Jacques Delors Centre: Wielding the Big Gun – What the ECB’s New Bond Purchasing Program Means for EU Governance


By linking bond purchases to member states following the EU’s economic governance framework, the central bank has potentially increased the size of the gun the Commission and the Council can wield to incentivize compliance.

With the Transmission Protection Instrument (TPI), the ECB has significantly widened its toolbox. However, the implications of the new program go beyond monetary policy. By linking bond purchases to member states following the EU’s economic governance framework, the central bank has potentially increased the size of the gun the Commission and the Council can wield to incentivize compliance. But it has also made it much harder to pull the trigger. Without reforms, the new ECB program will therefore accentuate existing deficiencies of the rulebook. The onus is now on politics to change that.

 

On July 21st, the European Central Bank (ECB) announced the latest addition to its monetary policy arsenal. If member states experience unjustified increases in borrowing costs, the ECB can now buy their bonds under the new Transmission Protection Instrument (TPI). This reduces the risk that panicky market sell-offs put a wedge into domestic financing costs in different member states and for ECB rate hikes to lead to inflationary outcomes in Germany and deflationary ones in Italy. In a context in which the ECB is confronted with spiraling prices and a looming recession, this is good news. 

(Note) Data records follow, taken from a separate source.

//! CryptoCompare REST client for minute history and spot prices.

use chrono::Utc;
use futures_util::stream::Stream;
use reqwest::Client;
use serde::Deserialize;
use serde_json::Value;
use std::collections::HashMap;
use std::time::Duration;

use crate::config::ForecastConfig;
use crate::constants::CRYPTOCOMPARE_EXCHANGE;
use crate::error::{ForecastError, Result};
use crate::live::live_loop::{interval_source, Observation};
use crate::util::pre_processor::TimeSeriesRecord;

#[derive(Debug, Deserialize)]
struct HistoResponse {
    #[serde(rename = "Response")]
    response: Option<String>,
    #[serde(rename = "Message", default)]
    message: String,
    #[serde(rename = "Data")]
    data: Option<HistoData>,
}

#[derive(Debug, Deserialize)]
struct HistoData {
    #[serde(rename = "Data", default)]
    data: Vec<TimeSeriesRecord>,
}

/// Historical window of a minute-history request
#[derive(Debug, Clone, Copy, PartialEq, Eq)]
pub struct HistoryQuery {
    /// Minutes per bar
    pub aggregate: u32,
    /// Bars requested
    pub limit: u32,
    pub days_back: i64,
}

/// CryptoCompare API client.
#[derive(Debug, Clone)]
pub struct CryptoCompareClient {
    client: Client,
    base_url: String,
    api_key: String,
}

impl CryptoCompareClient {
    pub fn new(base_url: &str, api_key: &str) -> Result<Self> {
        let client = Client::builder().timeout(Duration::from_secs(30)).build()?;
        Ok(Self {
            client,
            base_url: base_url.trim_end_matches('/').to_string(),
            api_key: api_key.to_string(),
        })
    }

    pub fn from_config(config: &ForecastConfig) -> Result<Self> {
        Self::new(&config.base_url, &config.api_key)
    }

    async fn get_json(&self, path: &str, query: &[(&str, String)]) -> Result<Value> {
        let url = format!("{}{}", self.base_url, path);
        let mut request = self.client.get(&url).query(query);
        if !self.api_key.is_empty() {
            request = request.query(&[("api_key", self.api_key.as_str())]);
        }

        let response = request.send().await?;
        let status = response.status();
        if !status.is_success() {
            let body = response.text().await.unwrap_or_default();
            log::error!("Error fetching {}: {} - {}", path, status, body);
            return Err(ForecastError::Upstream(format!("{} returned {}", path, status)));
        }
        Ok(response.json().await?)
    }

    /// Minute bars ending now, oldest first.
    ///
    /// An empty payload is reported as `DataUnavailable`.
    pub async fn fetch_historical_data(
        &self,
        symbol: &str,
        currency: &str,
        query: HistoryQuery,
    ) -> Result<Vec<TimeSeriesRecord>> {
        let to_timestamp = Utc::now().timestamp();
        let from_timestamp = to_timestamp - query.days_back * 24 * 3600;
        log::info!(
            "Fetching {}/{} from {} to {} with {}-minute aggregation",
            symbol,
            currency,
            from_timestamp,
            to_timestamp,
            query.aggregate
        );

        let payload = self
            .get_json(
                "/data/v2/histominute",
                &[
                    ("fsym", symbol.to_uppercase()),
                    ("tsym", currency.to_uppercase()),
                    ("limit", query.limit.to_string()),
                    ("aggregate", query.aggregate.to_string()),
                    ("toTs", to_timestamp.to_string()),
                    ("e", CRYPTOCOMPARE_EXCHANGE.to_string()),
                ],
            )
            .await?;
        parse_history(payload)
    }

    /// Spot price of `symbol` in `currency`
    pub async fn fetch_current_price(&self, symbol: &str, currency: &str) -> Result<f64> {
        let currency = currency.to_uppercase();
        let payload = self
            .get_json(
                "/data/price",
                &[("fsym", symbol.to_uppercase()), ("tsyms", currency.clone())],
            )
            .await?;
        payload
            .get(&currency)
            .and_then(Value::as_f64)
            .ok_or_else(|| ForecastError::Upstream(format!("no {} price in response: {}", currency, payload)))
    }

    /// Spot prices for several symbols, keyed by symbol then currency
    pub async fn fetch_prices(
        &self,
        symbols: &[String],
        currencies: &[String],
    ) -> Result<HashMap<String, HashMap<String, f64>>> {
        if symbols.is_empty() || currencies.is_empty() {
            return Err(ForecastError::InvalidArgument(
                "at least one symbol and one currency are required".to_string(),
            ));
        }
        let join = |items: &[String]| {
            items
                .iter()
                .map(|s| s.trim().to_uppercase())
                .collect::<Vec<_>>()
                .join(",")
        };
        let payload = self
            .get_json(
                "/data/pricemulti",
                &[("fsyms", join(symbols)), ("tsyms", join(currencies))],
            )
            .await?;
        serde_json::from_value(payload.clone())
            .map_err(|_| ForecastError::Upstream(format!("unexpected price payload: {}", payload)))
    }
}

fn parse_history(payload: Value) -> Result<Vec<TimeSeriesRecord>> {
    let response: HistoResponse = serde_json::from_value(payload)?;
    if response.response.as_deref() == Some("Error") {
        return Err(ForecastError::Upstream(response.message));
    }
    let mut records = response.data.map(|d| d.data).unwrap_or_default();
    if records.is_empty() {
        log::warn!("No data found. The time range might be too large or the API might not support it.");
        return Err(ForecastError::DataUnavailable(
            "Unable to fetch data".to_string(),
        ));
    }
    records.sort_by_key(|r| r.time);
    records.dedup_by_key(|r| r.time);
    Ok(records)
}

/// Live spot-price observations, one per `interval`
pub fn price_ticks(
    client: CryptoCompareClient,
    symbol: String,
    currency: String,
    interval: Duration,
) -> impl Stream<Item = Result<Observation>> {
    interval_source(interval, move || {
        let client = client.clone();
        let symbol = symbol.clone();
        let currency = currency.clone();
        async move {
            let value = client.fetch_current_price(&symbol, &currency).await?;
            Ok(Observation {
                time: Utc::now().timestamp(),
                value,
            })
        }
    })
}

#[cfg(test)]
mod tests {
    use super::*;
    use serde_json::json;

    #[test]
    fn test_parse_history_sorts_and_dedups() {
        let bar = |time: i64, close: f64| {
            json!({
                "time": time, "open": close, "high": close + 1.0, "low": close - 1.0,
                "close": close, "volumefrom": 10.0, "volumeto": 1000.0,
                "conversionType": "direct", "conversionSymbol": ""
            })
        };
        let payload = json!({
            "Response": "Success",
            "Message": "",
            "Data": { "TimeFrom": 1, "TimeTo": 3, "Data": [bar(120, 2.0), bar(60, 1.0), bar(120, 2.0)] }
        });
        let records = parse_history(payload).unwrap();
        assert_eq!(records.len(), 2);
        assert_eq!(records[0].time, 60);
        assert_eq!(records[1].close, 2.0);
    }

    #[test]
    fn test_parse_history_empty_is_unavailable() {
        let payload = json!({ "Response": "Success", "Data": { "Data": [] } });
        assert!(matches!(
            parse_history(payload),
            Err(ForecastError::DataUnavailable(_))
        ));
    }

    #[test]
    fn test_parse_history_error_response() {
        let payload = json!({ "Response": "Error", "Message": "limit is larger than max value.", "Data": {} });
        assert!(matches!(parse_history(payload), Err(ForecastError::Upstream(_))));
    }

    #[test]
    fn test_client_trims_base_url() {
        let client = CryptoCompareClient::new("http://localhost:9/", "").unwrap();
        assert_eq!(client.base_url, "http://localhost:9");
    }
}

However, the implications of July's decision go beyond the realm of monetary policy.  The ECB’s eligibility criteria for the new instrument rely heavily on the EU’s economic governance framework. This increases the size of the gun the Commission and the Council can wield to incentivize compliance with its rulebook. But it also makes it much harder to pull the trigger. If the Commission and the Council declare member states to have broken the rules, they could now effectively bar them from a critical instrument. This raises the stakes for doing so significantly.  

Without reforms, the new ECB program is therefore likely to heighten existing deficiencies in EU economic governance. Especially the fiscal framework is too rigid on paper and too flexible in practice to serve as a constructive guideline for policy making. As it stands, the new weight attached to it will most likely increase the tendency not to enforce, which would further undermine the credibility of the framework and leave the ECB without meaningful political parameters on when to intervene.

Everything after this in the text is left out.